In research done at Stanford,

psychologists explored the case of people

sentenced for the murder of a white person.

It turns out, holding everything else constant,

you are considerably more likely to be executed

if you look like the man on the right

than the man on the left,

and this is in large part because

the man on the right looks more prototypically black,

more prototypically African-American,

and this apparently influences people's decisions

over what to do about him.

So now that we know about this,

how do we combat it?

And there are different avenues.

One avenue is to appeal

to people's emotional responses,

to appeal to people's empathy,

and we often do that through stories.

So if you are a liberal parent

and you want to encourage your children

to believe in the merits of nontraditional families,

you might give them a book like this. ["Heather Has Two Mommies"]

If you are conservative and have a different attitude,

you might give them a book like this.

(Laughter) ["Help! Mom! There Are Liberals under My Bed!"]

But in general, stories can turn

anonymous strangers into people who matter,

and the idea that we care about people

when we focus on them as individuals

is an idea which has shown up across history.

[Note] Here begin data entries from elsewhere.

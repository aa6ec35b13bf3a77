use std::error::Error;
use std::fmt;

#[derive(Debug)]
pub enum AuthMeError {
    // Configuration errors
    ConfigError(String),

    // Token errors
    TokenError(String),

    // Storage errors
    NotFound(String),
    StorageError(String),
    CacheError(String),

    // Credential errors
    PasswordHashError(String),

    // System errors
    SystemError(String),
}

impl AuthMeError {
    /// True when the failure comes from an unreachable or failing collaborator
    /// (User Store, Token Cache) rather than from the caller's input.
    pub fn is_infrastructure(&self) -> bool {
        matches!(
            self,
            Self::StorageError(_) | Self::CacheError(_) | Self::SystemError(_)
        )
    }
}

impl fmt::Display for AuthMeError {
    fn fmt(&self, f: &mut fmt::Formatter<'_>) -> fmt::Result {
        match self {
            Self::ConfigError(msg) => write!(f, "Configuration error: {}", msg),
            Self::TokenError(msg) => write!(f, "Token error: {}", msg),
            Self::NotFound(msg) => write!(f, "Not found: {}", msg),
            Self::StorageError(msg) => write!(f, "User store error: {}", msg),
            Self::CacheError(msg) => write!(f, "Token cache error: {}", msg),
            Self::PasswordHashError(msg) => write!(f, "Password hashing error: {}", msg),
            Self::SystemError(msg) => write!(f, "System error: {}", msg),
        }
    }
}

impl Error for AuthMeError {}

impl From<jsonwebtoken::errors::Error> for AuthMeError {
    fn from(err: jsonwebtoken::errors::Error) -> Self {
        AuthMeError::TokenError(err.to_string())
    }
}

#[cfg(feature = "redis-cache")]
impl From<redis::RedisError> for AuthMeError {
    fn from(err: redis::RedisError) -> Self {
        AuthMeError::CacheError(err.to_string())
    }
}

// Generic result type for AuthMe
pub type Result<T> = std::result::Result<T, AuthMeError>;

#[cfg(test)]
mod tests {
    use super::*;

    #[test]
    fn test_infrastructure_errors() {
        assert!(AuthMeError::StorageError("down".to_string()).is_infrastructure());
        assert!(AuthMeError::CacheError("down".to_string()).is_infrastructure());
        assert!(!AuthMeError::TokenError("bad".to_string()).is_infrastructure());
        assert!(!AuthMeError::NotFound("user".to_string()).is_infrastructure());
    }
}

So Stalin apocryphally said,

"A single death is a tragedy,

a million deaths is a statistic,"

and Mother Teresa said,

"If I look at the mass, I will never act.

If I look at the one, I will."

Psychologists have explored this.

For instance, in one study,

people were given a list of facts about a crisis,

and it was seen how much they would donate

to solve this crisis,

and another group was given no facts at all

but they were told of an individual

and given a name and given a face,

and it turns out that they gave far more.

None of this I think is a secret

to the people who are engaged in charity work.

People don't tend to deluge people

with facts and statistics.

Rather, you show them faces,

you show them people.

It's possible that by extending our sympathies

to an individual, they can spread

to the group that the individual belongs to.

This is Harriet Beecher Stowe.

The story, perhaps apocryphal,

is that President Lincoln invited her

to the White House in the middle of the Civil War

and said to her,

"So you're the little lady who started this great war."

And he was talking about "Uncle Tom's Cabin."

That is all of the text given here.